By From page A1 | October 18, 2017

October is Domestic Violence Awareness Month, but for victims physically abused by an intimate partner it can be a daily way of life — a nightmare that never ends.

Unless it does, which is the goal of organizations such as the Center for Violence Free Relationships.

The Center’s Executive Director Matt Huckabay recently talked about supporting behavior change among people who harm during a Facebook live stream facilitated by the California Partnership to End Domestic Violence.

Addressing social norms and experiences that might contribute to someone causing harm in a relationship, Huckabay said, “Social norms really are primarily stemming from a belief in patriarchy. Understand that this is a male-dominated society and that men need to behave a certain way, act a certain way and be in control in a certain way and that there is a role for women within that system.

“However, the role for women is very different. And within that system then comes some of those societal norms and belief systems,” he continued, noting there are a host of them, including a solid belief in rigid stereotypes.

“When it comes to working with this particular population, we like to focus more on their experiences, because it is our belief that it is their personal life experiences that really have a significant impact and influence on how they show up as adults in our world,” Huckabay added.

Childhood experiences bleed into adulthood

A study by the Kaiser Foundation and Dr. Vincent Felitti shows direct correlations between the number of adverse childhood experiences (ACE) and long-term mental and physical health outcomes, he said, referring to the ability to have relationships, to effectively communicate and so forth.

The higher an individual’s ACE score, the more damage that has been done to them that will cause long-term problems as they age, the study states. “So much so that with a score of 6 or over, you have a shortened life expectancy by about 20 years. That is a significant impact (which shows that) what happens to us as kids, influences us as adults,” Huckabay said.

The solution?

With the exception of about 10 to 15 percent of the population — sociopaths, active substance abusers or people with unchecked mental health issues, for example — the Center’s 52-week program can help.

Program participants — whether they are mandated to be there or sign up voluntarily — first need to understand what an unhealthy or abusive relationship looks like. If they don’t understand their behavior, there is no way it can be changed.

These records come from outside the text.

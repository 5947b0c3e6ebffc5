//! End-to-end tests through the axum router and the gateway adapter

use async_trait::async_trait;
use axum::body::Body;
use axum::http::{Request, StatusCode};
use axum::response::Response;
use axum::Router;
use http_body_util::BodyExt;
use roll_call::domain::{AttendanceRecord, MonthFilter, Student, StudentId, StudentRemoval};
use roll_call::infrastructure::{
    AttendanceRepository, HealthCheck, InMemoryStore, StudentRepository,
};
use roll_call::server::{create_router, AppState};
use roll_call::service::{invoke, GatewayEvent};
use roll_call::{Error, Result};
use serde_json::{json, Value};
use std::sync::Arc;
use tower::ServiceExt;

const BODY_LIMIT: usize = 64 * 1024;

/// Backend whose every call fails the way an unreachable database does
struct UnavailableStore;

#[async_trait]
impl AttendanceRepository for UnavailableStore {
    async fn fetch_attendance(&self, _month: Option<&MonthFilter>) -> Result<Vec<AttendanceRecord>> {
        Err(Error::Database(sqlx::Error::PoolTimedOut))
    }

    async fn upsert_attendance(&self, _record: &AttendanceRecord) -> Result<()> {
        Err(Error::Database(sqlx::Error::PoolTimedOut))
    }
}

#[async_trait]
impl StudentRepository for UnavailableStore {
    async fn list_students(&self) -> Result<Vec<Student>> {
        Err(Error::Database(sqlx::Error::PoolTimedOut))
    }

    async fn insert_student(&self, _student: &Student) -> Result<bool> {
        Err(Error::Database(sqlx::Error::PoolTimedOut))
    }

    async fn remove_student(&self, _id: &StudentId) -> Result<StudentRemoval> {
        Err(Error::Database(sqlx::Error::PoolTimedOut))
    }
}

#[async_trait]
impl HealthCheck for UnavailableStore {
    async fn health_check(&self) -> Result<()> {
        Err(Error::Database(sqlx::Error::PoolTimedOut))
    }
}

fn app() -> Router {
    create_router(AppState::from_store(Arc::new(InMemoryStore::new())), BODY_LIMIT)
}

fn unavailable_app() -> Router {
    create_router(AppState::from_store(Arc::new(UnavailableStore)), BODY_LIMIT)
}

fn request(method: &str, uri: &str, body: Option<Value>) -> Request<Body> {
    let body = body.map_or_else(Body::empty, |json| Body::from(json.to_string()));
    Request::builder()
        .method(method)
        .uri(uri)
        .body(body)
        .unwrap()
}

async fn send(app: &Router, request: Request<Body>) -> Response {
    app.clone().oneshot(request).await.unwrap()
}

async fn json_body(response: Response) -> Value {
    let bytes = response.into_body().collect().await.unwrap().to_bytes();
    serde_json::from_slice(&bytes).unwrap()
}

#[tokio::test]
async fn attendance_round_trip_over_http() {
    let app = app();

    let response = send(
        &app,
        request(
            "POST",
            "/attendance",
            Some(json!({"studentId": "s1", "date": "2024-05-10", "pairIndex": 2, "isPresent": false})),
        ),
    )
    .await;
    assert_eq!(response.status(), StatusCode::CREATED);
    assert_eq!(
        response.headers().get("access-control-allow-origin").unwrap(),
        "*"
    );
    assert_eq!(json_body(response).await, json!({"success": true}));

    let response = send(&app, request("GET", "/attendance", None)).await;
    assert_eq!(response.status(), StatusCode::OK);
    assert_eq!(
        response.headers().get("content-type").unwrap(),
        "application/json"
    );
    assert_eq!(
        json_body(response).await,
        json!([{"studentId": "s1", "date": "2024-05-10", "pairs": [true, true, false]}])
    );
}

#[tokio::test]
async fn attendance_month_query_filters_dates() {
    let app = app();
    for date in ["2024-05-10", "2024-06-01"] {
        send(
            &app,
            request(
                "POST",
                "/attendance",
                Some(json!({"studentId": "s1", "date": date, "pairIndex": 0})),
            ),
        )
        .await;
    }

    let body = json_body(send(&app, request("GET", "/attendance?month=2024-06", None)).await).await;
    assert_eq!(
        body,
        json!([{"studentId": "s1", "date": "2024-06-01", "pairs": [true]}])
    );

    let body = json_body(send(&app, request("GET", "/attendance?month=", None)).await).await;
    assert_eq!(body.as_array().unwrap().len(), 2);
}

#[tokio::test]
async fn roster_create_list_delete() {
    let app = app();

    let response = send(
        &app,
        request("POST", "/students", Some(json!({"id": "s1", "name": "Ann"}))),
    )
    .await;
    assert_eq!(response.status(), StatusCode::CREATED);
    assert_eq!(json_body(response).await, json!({"success": true, "id": "s1"}));

    send(
        &app,
        request(
            "POST",
            "/attendance",
            Some(json!({"studentId": "s1", "date": "2024-05-10", "pairIndex": 0, "isPresent": false})),
        ),
    )
    .await;

    let response = send(&app, request("GET", "/students", None)).await;
    assert_eq!(json_body(response).await, json!([{"id": "s1", "name": "Ann"}]));

    let response = send(&app, request("DELETE", "/students?id=s1", None)).await;
    assert_eq!(response.status(), StatusCode::OK);
    assert_eq!(json_body(response).await, json!({"success": true}));

    let students = json_body(send(&app, request("GET", "/students", None)).await).await;
    assert_eq!(students, json!([]));
    let attendance = json_body(send(&app, request("GET", "/attendance", None)).await).await;
    assert_eq!(attendance, json!([]));
}

#[tokio::test]
async fn delete_without_id_is_a_no_op() {
    let app = app();
    send(
        &app,
        request("POST", "/students", Some(json!({"id": "s1", "name": "Ann"}))),
    )
    .await;

    let response = send(&app, request("DELETE", "/students", None)).await;
    assert_eq!(response.status(), StatusCode::OK);
    assert_eq!(json_body(response).await, json!({"success": true}));

    let students = json_body(send(&app, request("GET", "/students", None)).await).await;
    assert_eq!(students.as_array().unwrap().len(), 1);
}

#[tokio::test]
async fn unsupported_methods_are_rejected() {
    let app = app();

    let response = send(&app, request("DELETE", "/attendance", None)).await;
    assert_eq!(response.status(), StatusCode::METHOD_NOT_ALLOWED);
    assert_eq!(json_body(response).await, json!({"error": "Method not allowed"}));

    let response = send(&app, request("PUT", "/students", None)).await;
    assert_eq!(response.status(), StatusCode::METHOD_NOT_ALLOWED);
}

#[tokio::test]
async fn negative_pair_index_is_bad_request() {
    let response = send(
        &app(),
        request(
            "POST",
            "/attendance",
            Some(json!({"studentId": "s1", "date": "2024-05-10", "pairIndex": -1})),
        ),
    )
    .await;
    assert_eq!(response.status(), StatusCode::BAD_REQUEST);
}

#[tokio::test]
async fn storage_failures_are_internal_errors() {
    let app = unavailable_app();

    for (method, uri) in [("GET", "/attendance"), ("GET", "/students"), ("DELETE", "/students?id=s1")] {
        let response = send(&app, request(method, uri, None)).await;
        assert_eq!(response.status(), StatusCode::INTERNAL_SERVER_ERROR, "{method} {uri}");
        assert!(response.headers().get("x-request-id").is_some());
        let body = json_body(response).await;
        assert_eq!(body["code"], "STORAGE_ERROR");
    }
}

#[tokio::test]
async fn preflight_never_touches_storage() {
    let response = send(&unavailable_app(), request("OPTIONS", "/attendance", None)).await;
    assert_eq!(response.status(), StatusCode::OK);
    assert_eq!(
        response
            .headers()
            .get("access-control-allow-methods")
            .unwrap(),
        "GET, POST, OPTIONS"
    );
    assert_eq!(
        response
            .headers()
            .get("access-control-allow-headers")
            .unwrap(),
        "Content-Type"
    );
    assert_eq!(
        response.headers().get("access-control-max-age").unwrap(),
        "86400"
    );
}

#[tokio::test]
async fn health_reports_unavailable_storage() {
    let response = send(&unavailable_app(), request("GET", "/health", None)).await;
    assert_eq!(response.status(), StatusCode::SERVICE_UNAVAILABLE);
}

#[tokio::test]
async fn gateway_events_reach_the_same_handlers() {
    let state = AppState::from_store(Arc::new(InMemoryStore::new()));

    let post: GatewayEvent = serde_json::from_value(json!({
        "httpMethod": "POST",
        "body": json!({"id": "s7", "name": "Lee"}).to_string()
    }))
    .unwrap();
    let response = invoke(state.students(), post).await.unwrap();
    assert_eq!(response.status_code, 201);
    assert_eq!(
        response.headers.get("access-control-allow-origin").map(String::as_str),
        Some("*")
    );

    let list: GatewayEvent = serde_json::from_value(json!({"httpMethod": "GET"})).unwrap();
    let response = invoke(state.students(), list).await.unwrap();
    assert_eq!(response.status_code, 200);
    assert!(!response.is_base64_encoded);
    let body: Value = serde_json::from_str(&response.body).unwrap();
    assert_eq!(body, json!([{"id": "s7", "name": "Lee"}]));
}

#[tokio::test]
async fn gateway_surfaces_storage_failures_as_errors() {
    let state = AppState::from_store(Arc::new(UnavailableStore));
    let event: GatewayEvent = serde_json::from_value(json!({"httpMethod": "GET"})).unwrap();

    let err = invoke(state.attendance(), event).await.unwrap_err();
    assert!(matches!(err, Error::Database(_)));
}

Secondly, the program aims to help people understand where their abusive behavior comes from. For example, Huckabay said, “Why am I showing up in the world this way? What is it about me that I do these things, yet my friend over there doesn’t do these things, or even siblings from the same household? Once they can make those connections, we then have to give them tools — a way to show up differently.”

Learning by example

Bad things can happen in families and children see those things and learn them, he said, referring to power strategies used to get control over someone.

“So I am a little kid and I see Dad yells at Mom, (then) Mom does what Dad wants. My older brother wants me out of my room, so he pushes me out of the room and gets what he wants. I yell at my little sister and she stops doing what I don’t want her to do and starts doing what I do want her to do. The dog is annoying me so I kick the dog and the dog stops doing what I don’t want it to do and starts doing what I do want it to do. So our kids in these homes learn all these behaviors and while they are learning and experiencing this themselves, they are looking around and nobody is saying, ‘Hey that’s not cool. That’s not the way to do it; here’s another way,’” Huckabay said.

As these children grow into adults they take these behaviors with them. They start dating, they have relationships and they use the same tactics and strategies because they work and they get their needs met this way until something happens to them where an institution that has more power than them, i.e. law enforcement, intervenes, he explained.

Enter the Center

The Center’s job is to teach participants how to replace their old, bad behaviors with healthy ones — arming them with new tools.

“The more and more they use the new tools, the old ones become less and less dominant and then they have the ability to show up differently in the world, should they choose,” Huckabay said.

The tool participants relate to and utilize the most is “time out.”

“You can’t change who you are but you can change your behavior,” he said.

Nationwide 10 million people a year are victims of domestic violence, according to the National Coalition Against Domestic Violence.

“Domestic violence is the willful intimidation, physical assault, battery, sexual assault and/or other abusive behavior as part of a systematic pattern of power and control perpetrated by one intimate partner against another. It includes physical violence, sexual violence, psychological violence and emotional abuse,” states information on the NCADV website.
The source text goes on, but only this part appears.